(Task): When the word "given" shows up in a line of the data below, copy that whole line.

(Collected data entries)
....

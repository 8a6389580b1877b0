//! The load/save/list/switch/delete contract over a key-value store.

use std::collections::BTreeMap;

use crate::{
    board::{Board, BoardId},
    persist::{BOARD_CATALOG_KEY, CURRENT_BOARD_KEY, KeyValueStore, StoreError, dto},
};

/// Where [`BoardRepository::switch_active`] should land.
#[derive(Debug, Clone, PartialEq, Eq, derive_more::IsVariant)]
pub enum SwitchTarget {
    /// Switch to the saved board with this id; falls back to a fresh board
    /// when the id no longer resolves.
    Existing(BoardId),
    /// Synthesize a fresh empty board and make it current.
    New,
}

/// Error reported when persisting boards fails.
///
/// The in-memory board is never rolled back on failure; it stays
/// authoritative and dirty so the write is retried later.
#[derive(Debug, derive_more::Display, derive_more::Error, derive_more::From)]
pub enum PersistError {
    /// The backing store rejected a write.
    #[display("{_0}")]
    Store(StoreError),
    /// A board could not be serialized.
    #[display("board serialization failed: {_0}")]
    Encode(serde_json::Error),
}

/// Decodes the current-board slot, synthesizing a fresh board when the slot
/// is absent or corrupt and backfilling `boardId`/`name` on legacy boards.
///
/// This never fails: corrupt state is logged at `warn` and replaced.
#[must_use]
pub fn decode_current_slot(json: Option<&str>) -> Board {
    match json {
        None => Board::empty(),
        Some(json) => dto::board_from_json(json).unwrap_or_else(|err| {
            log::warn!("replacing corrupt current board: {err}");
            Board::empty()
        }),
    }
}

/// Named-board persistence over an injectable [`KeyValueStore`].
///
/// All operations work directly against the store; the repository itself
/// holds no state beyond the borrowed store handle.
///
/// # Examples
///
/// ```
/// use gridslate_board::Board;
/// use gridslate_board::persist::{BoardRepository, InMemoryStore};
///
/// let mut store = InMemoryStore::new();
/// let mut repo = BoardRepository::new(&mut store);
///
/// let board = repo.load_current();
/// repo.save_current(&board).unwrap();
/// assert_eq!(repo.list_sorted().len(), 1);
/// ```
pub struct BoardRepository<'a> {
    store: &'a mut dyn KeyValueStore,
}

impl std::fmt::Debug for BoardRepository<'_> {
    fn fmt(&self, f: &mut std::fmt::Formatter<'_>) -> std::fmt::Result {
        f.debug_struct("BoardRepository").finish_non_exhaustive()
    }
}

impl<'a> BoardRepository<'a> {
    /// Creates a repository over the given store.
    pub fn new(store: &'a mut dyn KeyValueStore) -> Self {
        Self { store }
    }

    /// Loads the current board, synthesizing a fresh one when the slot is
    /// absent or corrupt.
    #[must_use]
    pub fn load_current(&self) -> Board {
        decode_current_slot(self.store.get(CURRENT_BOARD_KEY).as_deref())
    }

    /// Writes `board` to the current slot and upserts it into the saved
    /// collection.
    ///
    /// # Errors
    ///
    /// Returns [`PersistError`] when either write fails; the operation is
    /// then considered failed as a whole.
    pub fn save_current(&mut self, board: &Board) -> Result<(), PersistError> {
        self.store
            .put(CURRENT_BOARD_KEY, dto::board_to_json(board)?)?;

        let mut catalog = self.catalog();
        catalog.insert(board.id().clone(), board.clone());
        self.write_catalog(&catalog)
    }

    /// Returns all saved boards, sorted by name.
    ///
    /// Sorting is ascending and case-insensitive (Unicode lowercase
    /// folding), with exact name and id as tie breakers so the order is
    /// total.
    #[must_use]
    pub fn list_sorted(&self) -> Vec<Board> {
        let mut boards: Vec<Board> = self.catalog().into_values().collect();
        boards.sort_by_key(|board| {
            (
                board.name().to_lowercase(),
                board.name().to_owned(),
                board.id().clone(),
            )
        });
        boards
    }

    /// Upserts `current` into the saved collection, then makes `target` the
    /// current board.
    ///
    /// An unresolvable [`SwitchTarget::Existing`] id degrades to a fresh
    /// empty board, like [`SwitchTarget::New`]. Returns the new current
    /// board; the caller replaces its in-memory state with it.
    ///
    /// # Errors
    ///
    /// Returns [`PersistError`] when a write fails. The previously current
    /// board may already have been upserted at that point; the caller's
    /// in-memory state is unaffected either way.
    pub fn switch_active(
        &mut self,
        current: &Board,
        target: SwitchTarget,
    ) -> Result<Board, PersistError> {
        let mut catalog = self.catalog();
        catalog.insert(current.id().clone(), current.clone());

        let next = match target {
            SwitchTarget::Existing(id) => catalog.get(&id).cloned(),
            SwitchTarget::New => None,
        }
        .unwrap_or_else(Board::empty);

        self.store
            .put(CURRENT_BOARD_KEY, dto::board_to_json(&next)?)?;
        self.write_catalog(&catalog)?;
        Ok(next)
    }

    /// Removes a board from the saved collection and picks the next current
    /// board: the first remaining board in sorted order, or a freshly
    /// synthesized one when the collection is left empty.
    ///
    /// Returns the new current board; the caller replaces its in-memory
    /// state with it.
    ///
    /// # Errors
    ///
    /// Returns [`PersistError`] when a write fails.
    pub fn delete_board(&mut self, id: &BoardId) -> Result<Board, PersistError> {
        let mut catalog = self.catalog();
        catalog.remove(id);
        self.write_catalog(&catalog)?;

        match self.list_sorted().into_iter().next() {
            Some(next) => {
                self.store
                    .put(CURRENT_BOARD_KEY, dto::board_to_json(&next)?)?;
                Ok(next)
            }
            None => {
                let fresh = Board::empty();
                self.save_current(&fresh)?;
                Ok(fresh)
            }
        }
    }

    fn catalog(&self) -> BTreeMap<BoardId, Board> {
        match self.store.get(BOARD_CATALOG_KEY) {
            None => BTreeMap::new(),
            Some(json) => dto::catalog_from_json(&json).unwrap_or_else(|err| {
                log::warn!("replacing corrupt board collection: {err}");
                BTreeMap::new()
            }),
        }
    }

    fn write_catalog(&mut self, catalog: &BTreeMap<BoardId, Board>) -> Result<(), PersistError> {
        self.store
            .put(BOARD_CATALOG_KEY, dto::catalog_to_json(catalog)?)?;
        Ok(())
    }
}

....

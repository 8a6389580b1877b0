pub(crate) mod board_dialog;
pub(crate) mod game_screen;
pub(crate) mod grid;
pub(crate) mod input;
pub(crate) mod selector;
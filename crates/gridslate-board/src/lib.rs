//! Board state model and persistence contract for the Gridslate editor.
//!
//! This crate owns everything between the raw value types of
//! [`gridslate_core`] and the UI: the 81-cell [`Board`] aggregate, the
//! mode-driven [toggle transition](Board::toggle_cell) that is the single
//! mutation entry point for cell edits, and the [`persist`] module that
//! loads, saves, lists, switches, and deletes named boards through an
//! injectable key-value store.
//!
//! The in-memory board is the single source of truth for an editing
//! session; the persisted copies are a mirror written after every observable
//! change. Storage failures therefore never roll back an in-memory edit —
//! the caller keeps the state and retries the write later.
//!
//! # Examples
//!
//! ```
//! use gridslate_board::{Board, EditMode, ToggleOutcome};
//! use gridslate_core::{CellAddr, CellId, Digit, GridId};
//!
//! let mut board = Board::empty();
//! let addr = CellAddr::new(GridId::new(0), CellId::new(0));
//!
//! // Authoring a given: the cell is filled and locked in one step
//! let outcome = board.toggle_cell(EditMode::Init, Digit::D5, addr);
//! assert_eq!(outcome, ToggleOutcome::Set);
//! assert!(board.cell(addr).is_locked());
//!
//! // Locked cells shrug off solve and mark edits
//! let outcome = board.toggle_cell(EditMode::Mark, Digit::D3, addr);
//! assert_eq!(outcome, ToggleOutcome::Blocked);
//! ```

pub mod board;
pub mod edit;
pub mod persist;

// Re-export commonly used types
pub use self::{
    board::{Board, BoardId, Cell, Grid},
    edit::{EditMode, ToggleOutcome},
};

....

(Solution to the problem):
    /// Creates a repository over the given store.
//! // Authoring a given: the cell is filled and locked in one step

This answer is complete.